As we can see each one of our parameters have different magnitudes, which leads to unnecessary steps in gradient descent. And not just that, in fact leaving the parameters as they are leads to integer overflows, so it is best to normalise them now.

In [26]:
X_normalised = (X - np.min(X, axis=0)) * (1/np.ptp(X, 0))
X_ones_normalised = np.column_stack((ones, X_normalised)).astype(np.float64)
y_normalised = (y - np.min(y, axis=0)) * (1/np.ptp(y, 0))

## Gradient Descent


We will start with realising that our output seems to depend on the input parameters linearly. Having made this assumptions we can now proceed to finding the best fit line to this dataset. We define the learning rate alpha, and the number of iterations. Furthermore, we initialise the parameters of the line.

In [27]:
theta = np.array([[1.], [1.], [1.]]).astype(np.float64)
iterations = 1000
alpha = 0.01

We can of course already check how well our line is doing, note that this is plotted in the same graph, above. 

In [28]:
x_axis = np.linspace(min(X[:,0]), max(X[:,0]), 100)
y_axis = np.linspace(1, 5, 100)
z_axis = theta[0] + theta[1]*x_axis + theta[2]*y_axis
ax.plot(x_axis, y_axis, z_axis, c="r")
plt.show()

So our line is not giving too good predictions. It would be nice however, to know exactly how far we are from the real data. We can define a cost function as follows:

$$J(\theta):\mathbb{R}^{n}\rightarrow \mathbb{R}^{n}$$
$$J(\theta) = \frac{1}{2m}\sum(\theta^TX - y)^2$$

Where $n$ is the number of features and the sum is taken over all the rows of $X$ column-wise. In Python this translates to:

In [29]:
def compute_cost(X, y, theta):
    return sum(np.square(np.dot(X, theta) - y)) / (2*len(X));

From this cost function, we can now get the direction of the steepest descent. We simply need to compute the partial derivatives of the cost function according to all the features. Using the power and chain rule, we get that the Jacobian of $J(\theta)$ is:

$$ J = \frac{1}{m} \sum(\theta^TX - y) \circ X $$

Where $\circ$ denotes element-wise multiplication. We can now define what a step of gradient descent should do, i.e. tweak $\theta$ by its derivate times the learning rate $alpha$. We save how the cost evolves over time and also return it for visualisation.

In [30]:
def gradient_descent(X, y, theta, iterations):
    cost_history = np.zeros((iterations, 1))
    for i in range(iterations):
        j_prime = (sum(np.multiply(np.dot(X, theta) - y, X)) / len(X))
        theta -= j_prime.reshape(theta.shape) * alpha
        
        cost_history[i][0] = compute_cost(X, y, theta)
    return [theta, cost_history]

In [31]:
theta, cost_history = gradient_descent(X_ones_normalised, y_normalised, theta, iterations)

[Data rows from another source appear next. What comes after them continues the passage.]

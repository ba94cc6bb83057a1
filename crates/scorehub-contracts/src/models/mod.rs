mod registry;
mod signature;

pub use registry::{ModelUri, ModelVersion, RegisteredModel};
pub use signature::{ColumnSpec, ModelSignature};
pub mod receipt;

pub use receipt::{write_receipt, PublishReceipt};
use std::sync::Arc;

use crate::error::RegistryError;
use crate::store::TrackingStore;

/// Read-only view over every model name the store knows.
#[derive(Clone)]
pub struct RegistryCatalog {
    store: Arc<dyn TrackingStore>,
}

impl RegistryCatalog {
    pub fn new(store: Arc<dyn TrackingStore>) -> Self {
        Self { store }
    }

    /// Names in store order; each call queries the store again.
    pub fn list_all(&self) -> Result<Vec<String>, RegistryError> {
        let models = self
            .store
            .search_registered_models()
            .map_err(RegistryError::store)?;
        Ok(models.into_iter().map(|model| model.name).collect())
    }
}

#[cfg(test)]
mod tests {
    use std::sync::Arc;

    use scorehub_contracts::models::ModelSignature;
    use serde_json::json;

    use super::RegistryCatalog;
    use crate::memory::InMemoryTrackingStore;
    use crate::store::{ArtifactBundle, TrackingStore};

    #[test]
    fn list_all_reflects_store_at_call_time() -> anyhow::Result<()> {
        let store = Arc::new(InMemoryTrackingStore::new());
        let catalog = RegistryCatalog::new(store.clone());
        assert!(catalog.list_all()?.is_empty());

        let experiment = store.ensure_experiment("e")?;
        let run = store.start_run(&experiment, None)?;
        let bundle = ArtifactBundle {
            artifact_path: "x".to_string(),
            flavor: "linear-regressor".to_string(),
            payload: json!({"coefficients": [1.0], "intercept": 0.0}),
            signature: ModelSignature::infer(&[vec![1.0]], &[1.0], None),
            input_example: vec![vec![1.0]],
        };
        store.log_model(&run, &bundle, "zeta")?;
        store.log_model(&run, &bundle, "alpha")?;

        assert_eq!(catalog.list_all()?, vec!["zeta", "alpha"]);
        Ok(())
    }

    #[test]
    fn store_failures_propagate() {
        let store = Arc::new(InMemoryTrackingStore::new());
        store.fail_on("search_registered_models");
        let err = RegistryCatalog::new(store).list_all().unwrap_err();
        assert_eq!(err.to_string(), "tracking store error");
    }
}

Easiest way to check what happened is to plot how the cost changed over the iterations.

In [32]:
%matplotlib qt
plt.clf()
plt.cla()
plt.plot(cost_history)
plt.show()



<IPython.core.display.Javascript object>

Which seems quite something that we would want to see. We can also check how close our line is to the datapoints.

In [22]:
plt.clf()
plt.cla()
fig = plt.figure()
ax = Axes3D(fig)

ax.scatter(X_normalised[:, 0], X_normalised[:, 1], y_normalised, marker="x")
x_axis = np.linspace(min(X_normalised[:,0]), max(X_normalised[:,0]), 100)
y_axis = np.linspace(min(X_normalised[:,1]), max(X_normalised[:,1]), 100)
z_axis = theta[0] + theta[1]*x_axis + theta[2]*y_axis
ax.plot(x_axis, y_axis, z_axis, c="r")

ax.set_xlabel('Size Norm.')
ax.set_ylabel('No Bedrooms Norm.')
ax.set_zlabel('Price Norm.')
plt.show()

<IPython.core.display.Javascript object>

Which is great. This means that we can now make a prediction, say we have a flat of size 2000 units, but 2 bedrooms. Then:

In [34]:
prediction = theta[0] + theta[1] * 2000 + theta[2] * 2
print (prediction)

[1364.99047148]


Which is of course nonsense. This datapoint is well out of the range of our normalised dataset. We first need to scale it down also.

In [48]:
guess = np.array([2000, 2])
guess_normalised = (guess - np.min(X, axis=0)) * (1/np.ptp(X, 0))

prediction_normalised = theta[0] + theta[1] * guess_normalised[0] + theta[2] * guess_normalised[1]
prediction = prediction_normalised * (np.ptp(y, 0)) + np.min(y, axis=0)
print(prediction)

[289956.34790903]


Which sounds just a lot better.